Author : Miriam Robbins Dexter
Publisher :
Page : 280 pages
File Size : 35,41 MB
Release : 1990
Category : Religion
ISBN : 9780807762349
Author : Lewis Richard Farnell
Publisher :
Page : 400 pages
File Size : 34,10 MB
Release : 1911
Category : Assyro-Babylonian religion
ISBN :
Author : P.J. van der Eijk
Publisher : BRILL
Page : 540 pages
File Size : 48,22 MB
Release : 2018-07-17
Category : History
ISBN : 9004377271
This collection of papers studies the Hippocratic writings in their relationship to the intellectual, social, cultural and literary context in which they were written. ‘Context’ includes not only the Greek world, but also the medical thought and practice of other civilisations in the Mediterranean, such as Babylonian and Egyptian medicine. A further point of interest are the relations between the Hippocratic writings and ‘non-Hippocratic’ medical authors of the fifth and fourth century BCE, such as Diocles of Carystus, Praxagoras of Cos, as well as Plato, Aristotle and Theophrastus. The collection further includes studies of some of the less well-known works in the Hippocratic Corpus, such as Internal Affections, On the Eye, and Prorrheticon. And finally, a number of papers are devoted to the impact and reception of Hippocratic thought in later antiquity and the early modern period.
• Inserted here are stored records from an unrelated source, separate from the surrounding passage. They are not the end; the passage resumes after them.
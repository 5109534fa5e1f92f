//! Error types for the snapshot and replication engine
//!
//! Fatal errors abort a command. Per-item failures inside a batch are collected as
//! [`ItemFailure`] entries in the command's report instead.

use serde::Serialize;
use thiserror::Error;
use zsnap_agent::AgentError;

/// Main error type for zsnap commands
#[derive(Debug, Error)]
pub enum ZsnapError {
    /// The storage layer could not be queried; no partial inventory is used
    #[error("failed to query {target}: {source}")]
    Inventory {
        target: String,
        #[source]
        source: AgentError,
    },

    /// Destination path does not mirror the source path under the configured roots
    #[error("destination {destination} does not mirror source {source_path} (expected {expected})")]
    StructureMismatch {
        source_path: String,
        destination: String,
        expected: String,
    },

    /// Initial replication refused because the destination already exists
    #[error("destination {destination} already exists, refusing to overwrite it")]
    AlreadyInitialized { destination: String },

    /// Incremental replication requested before an initial one
    #[error("destination {destination} does not exist, run init_repl first")]
    NotInitialized { destination: String },

    /// Source and destination share no replication marker
    #[error(
        "{source_path} and {destination} share no common replication marker, manual intervention required"
    )]
    DivergedState {
        source_path: String,
        destination: String,
    },

    /// Send/receive failed. The new source marker is kept so a re-run resumes cleanly
    #[error("transfer of {snapshot} into {destination} failed: {source}")]
    Transfer {
        snapshot: String,
        destination: String,
        #[source]
        source: AgentError,
    },

    /// A single mutating primitive failed outside of a batch
    #[error("{operation} failed on {target}: {source}")]
    Storage {
        operation: &'static str,
        target: String,
        #[source]
        source: AgentError,
    },

    /// Invalid or missing configuration
    #[error("configuration error: {0}")]
    Config(String),
}

impl ZsnapError {
    pub fn inventory(target: impl Into<String>, source: AgentError) -> Self {
        ZsnapError::Inventory {
            target: target.into(),
            source,
        }
    }

    pub fn storage(operation: &'static str, target: impl Into<String>, source: AgentError) -> Self {
        ZsnapError::Storage {
            operation,
            target: target.into(),
            source,
        }
    }
}

/// How a single batch item failed
#[derive(Debug, Clone, Copy, PartialEq, Eq, Serialize)]
#[serde(rename_all = "snake_case")]
pub enum FailureKind {
    /// Refused because of a hold or a dependent clone; reported, never forced
    Busy,
    Failed,
}

/// One failed item of a batch (snapshot creation or destruction)
#[derive(Debug, Clone, PartialEq, Eq, Serialize)]
pub struct ItemFailure {
    pub target: String,
    pub kind: FailureKind,
    pub reason: String,
}

impl ItemFailure {
    pub fn from_agent(target: impl Into<String>, error: &AgentError) -> Self {
        let kind = if error.is_busy() {
            FailureKind::Busy
        } else {
            FailureKind::Failed
        };

        Self {
            target: target.into(),
            kind,
            reason: error.to_string(),
        }
    }

    pub fn is_busy(&self) -> bool {
        self.kind == FailureKind::Busy
    }
}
Author : J. Paul Getty Museum
Publisher : Getty Publications
Page : 210 pages
File Size : 40,27 MB
Release : 1987-01-01
Category : Art
ISBN : 0892360933
In connection with the Los Angeles opening of the exhibition The Amasis Painter and His World, a colloquium and symposium were held at the Getty Museum between February 28 and March 2, 1986. An international panel of scholars presented papers on various aspects of Greek vase-painting; these papers are collected as fully annotated essays in the companion volume to the exhibition catalogue. They include an essay by Dietrich von Bothmer concerning the connoisseurship of Greek vases, as well as one by Martin Robertson on the status of Attic vase-painting in the mid-sixth century; John Boardman’s discussion of Amasis and the implications of his name; Walter Burkert’s presentation on Homer in the second half of the sixth century; and a paper by Albert Henrichs on representations of Dionysos in sixth-century Attic vase-painting.